Love, compassion, etc, are not the direct opposites of ego grasping.

They may be the direct opposite of selfishness and all that, but not of self-grasping. Actually, compassion, love and bodhimind cannot refute ego grasping, because they are not focused on one subject. The antidotes are normally focused on one subject, carrying the opposite aspects. For example, hatred and patience or compassion. It is focused on one person, one mind and carrying two aspects that contradict and refute each other. Compassion/love does not contradict ego at all. Sometimes if you are not lucky enough it will build the ego a little bit too. “It’s for me”, “They are looking at me” – where does that come from? “That’s all fine, people are suffering, but what about me?” So it doesn’t directly contradict at all.

So they are two different things. But your experience is your experience. I am not here to deny that. But if you really look these two minds are holding the opposite viewpoint at all. You can think about and we can talk more.

I presume there are no more questions and I am going to say good night.

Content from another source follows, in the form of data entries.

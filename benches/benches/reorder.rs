// Copyright 2025 the Understory Authors
// SPDX-License-Identifier: Apache-2.0 OR MIT

use criterion::{
    BatchSize, BenchmarkId, Criterion, Throughput, black_box, criterion_group, criterion_main,
};
use understory_reorder::{ReorderConfig, ReorderList};

const HEIGHT: f64 = 48.0;

fn list_of(len: usize) -> ReorderList<u32> {
    ReorderList::new(0..(len as u32), ReorderConfig::new(HEIGHT))
}

fn bench_full_sweep(c: &mut Criterion) {
    let mut group = c.benchmark_group("reorder/full_sweep");

    // Drags the first item to the bottom in 4px samples. Each sample scans the
    // whole rank order, so this is O(n^2) in the list length.
    for len in [8usize, 32, 128, 512] {
        let distance = len as f64 * HEIGHT;
        let samples = (distance / 4.0) as usize;
        group.throughput(Throughput::Elements(samples as u64));

        group.bench_with_input(BenchmarkId::from_parameter(len), &len, |b, &len| {
            b.iter_batched(
                || list_of(len),
                |mut list| {
                    list.begin_drag(0);
                    for step in 1..=samples {
                        list.update_drag(0, step as f64 * 4.0, 1.0);
                    }
                    black_box(list.end_drag(0));
                    black_box(list.drain_transitions().count());
                },
                BatchSize::SmallInput,
            );
        });
    }

    group.finish();
}

fn bench_idle_samples(c: &mut Criterion) {
    let mut group = c.benchmark_group("reorder/idle_samples");

    // Samples that move the active item without crossing any boundary:
    // the common case while the pointer hovers.
    for len in [8usize, 128, 2_048] {
        group.bench_with_input(BenchmarkId::from_parameter(len), &len, |b, &len| {
            let mut list = list_of(len);
            let middle = (len / 2) as u32;
            list.begin_drag(middle);
            let mut flip = 1.0;
            b.iter(|| {
                flip = -flip;
                list.update_drag(middle, black_box(flip * 5.0), flip);
            });
        });
    }

    group.finish();
}

criterion_group!(benches, bench_full_sweep, bench_idle_samples);
criterion_main!(benches);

Audience: What is the source of emptiness?

Rimpoche: Yourself. The understanding of emptiness is normally developed by reasoning as well as through meditation. The Heart Sutra says something like Avalokitesvara was analyzing or investigating, right? So you investigate the subject of emptiness itself, either on yourself or on other things. That is the source. The way and how you investigate is mostly through reasoning, very systematic logic reasoning, through which you trace your acceptance. For example, we use a subject like a grain, like barley or rice. We say that the grain is not truly existent, because it is dependent arising. (Tib: ten drel yin be chir) Since it is dependent arising it depends and is not truly existent. Investigating in that manner is not the only reason. On top of that you need purification plus blessings of the lama-yidam. When all of them are combined together, then the understanding of emptiness comes out. Even if you have very strong logic, but if there is no blessing and no purification then the obstacles are too strong and you won’t be able to pick through. You won’t be able to see it. So even though your reasoning can be perfect even then….So the combination of all these together is supposed to help to pick up the emptiness.

I am going now – good night. Let’s have dedication and chant one migtsema.